I am also an activator, so I write proposals, share thoughts, and provide tangible financial justifications, yet my voice goes unheard. If given the opportunity to share, I use my crucial conversations skills to create an open, comfortable environment to discuss ideas, but I typically only get reasons we can’t do it or I’m told this is the way we’ve always done it—which doesn’t make it right!

How can I get decision makers to take my ideas and input into consideration?

Thank you,
Ignored

A Dear Ignored,

Your company is lucky to have you. The VitalSmarts team now numbers over 100. As founders of the company, we have no illusions about what got us here. We were just as clueless twenty years ago as we are today, and didn’t have a company nearly as influential. The difference today is our team. We have brilliant people who have dedicated their careers to contributing ideas that make us better, stronger, and faster.

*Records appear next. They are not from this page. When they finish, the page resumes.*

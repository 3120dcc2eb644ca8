pub mod errors;
pub mod handlers;

use std::sync::Arc;

use axum::http::Method;
use axum::routing::{get, post};
use axum::Router;
use color_eyre::eyre::{Context, Result};
use tokio::net::TcpListener;
use tower_http::{
    cors::{Any, CorsLayer},
    trace::TraceLayer,
};

use crate::domain::engine::ReconciliationEngine;
use handlers::{certificate, health, invoices, sales};

#[derive(Debug, Clone)]
pub struct ServerConfig<'a> {
    pub host: &'a str,
    pub port: u16,
}

#[derive(Clone)]
pub struct AppState {
    pub engine: Arc<ReconciliationEngine>,
}

pub struct Server {
    router: Router,
    listener: TcpListener,
}

impl Server {
    /// Binds the listener and builds the router. Port 0 picks a free port.
    pub async fn new(engine: ReconciliationEngine, config: ServerConfig<'_>) -> Result<Self> {
        let trace_layer =
            TraceLayer::new_for_http().make_span_with(|request: &'_ axum::extract::Request<_>| {
                let uri = request.uri().to_string();
                tracing::info_span!("request", method = %request.method(), uri)
            });

        let cors_layer = CorsLayer::new()
            .allow_origin(Any)
            .allow_headers(Any)
            .allow_methods([Method::GET, Method::POST, Method::OPTIONS]);

        let state = AppState {
            engine: Arc::new(engine),
        };

        let router = Router::new()
            .route("/health", get(health::health_check))
            .route(
                "/companies/{id}/certificate",
                post(certificate::register_certificate),
            )
            .route("/sales/{id}/emit", post(sales::emit))
            .route("/sales/{id}/retry", post(sales::retry))
            .route("/sales/{id}/resubmit", post(sales::resubmit))
            .route("/sales/{id}/consult", post(sales::consult))
            .route("/sales/{id}/cancel", post(sales::cancel))
            .route("/sales/{id}/signature", get(sales::signature))
            .route("/invoices/{id}/artifact", get(invoices::artifact))
            .layer(cors_layer)
            .layer(trace_layer)
            .with_state(state);

        let addr = format!("{}:{}", config.host, config.port);
        let listener = TcpListener::bind(&addr)
            .await
            .wrap_err_with(|| format!("Failed to bind {addr}"))?;

        Ok(Self { router, listener })
    }

    pub fn port(&self) -> Result<u16> {
        Ok(self
            .listener
            .local_addr()
            .wrap_err("Failed to read the bound address")?
            .port())
    }

    pub async fn run(self) -> Result<()> {
        tracing::info!("Listening on {}", self.listener.local_addr()?);
        axum::serve(self.listener, self.router)
            .await
            .wrap_err("Server error")
    }
}
use axum::Json;
use axum::extract::{Path, State};
use serde::Deserialize;
use uuid::Uuid;

use super::ActingUser;
use crate::domain::engine::{ConsultReport, SignatureDiagnosis};
use crate::domain::models::{Invoice, Sale, SaleCorrections};
use crate::server::AppState;
use crate::server::errors::AppError;

#[derive(Debug, Deserialize)]
pub struct CancelRequest {
    pub justification: String,
}

pub async fn emit(
    State(state): State<AppState>,
    ActingUser(user): ActingUser,
    Path(sale_id): Path<Uuid>,
) -> Result<Json<Invoice>, AppError> {
    Ok(Json(state.engine.emit(&user, sale_id).await?))
}

/// Body is optional; when present it carries corrections.
pub async fn retry(
    State(state): State<AppState>,
    ActingUser(user): ActingUser,
    Path(sale_id): Path<Uuid>,
    corrections: Option<Json<SaleCorrections>>,
) -> Result<Json<Invoice>, AppError> {
    let corrections = corrections.map(|Json(c)| c);
    Ok(Json(state.engine.retry(&user, sale_id, corrections).await?))
}

pub async fn resubmit(
    State(state): State<AppState>,
    ActingUser(user): ActingUser,
    Path(sale_id): Path<Uuid>,
    Json(corrections): Json<SaleCorrections>,
) -> Result<Json<Sale>, AppError> {
    Ok(Json(
        state
            .engine
            .correct_and_resubmit(&user, sale_id, corrections)
            .await?,
    ))
}

pub async fn consult(
    State(state): State<AppState>,
    ActingUser(user): ActingUser,
    Path(sale_id): Path<Uuid>,
) -> Result<Json<ConsultReport>, AppError> {
    Ok(Json(state.engine.consult(&user, sale_id).await?))
}

pub async fn cancel(
    State(state): State<AppState>,
    ActingUser(user): ActingUser,
    Path(sale_id): Path<Uuid>,
    Json(request): Json<CancelRequest>,
) -> Result<Json<Invoice>, AppError> {
    Ok(Json(
        state
            .engine
            .cancel(&user, sale_id, &request.justification)
            .await?,
    ))
}

pub async fn signature(
    State(state): State<AppState>,
    ActingUser(user): ActingUser,
    Path(sale_id): Path<Uuid>,
) -> Result<Json<SignatureDiagnosis>, AppError> {
    Ok(Json(state.engine.diagnose_signature(&user, sale_id).await?))
}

You’re asking a pretty tough question to answer with so little visibility into your reality. Why aren’t people taking your ideas seriously? Honestly, I can’t know, but what I can do is guess. So in hopes of being helpful, I’ll give you a variety of possibilities to consider. Then I’ll give you a process you can use to figure out which may have merit.

First, the options—in no particular order:

Nothing personal—it’s about the ideas.

Good ideas. Lack of resources. Your ideas are great but the organization doesn’t have incremental resources to test or implement new ideas.

Bad ideas. Your ideas are generally impractical or off-strategy. They’re being ignored because they should be ignored.

Nice ideas. The ideas are good but not great. No organization has capacity to do all of the “nice to dos.”

It’s personal—work on you first, the ideas second.

Low personal credibility. You have a track record of making implausible ideas, or have had personal failures that have decreased confidence in your abilities in general.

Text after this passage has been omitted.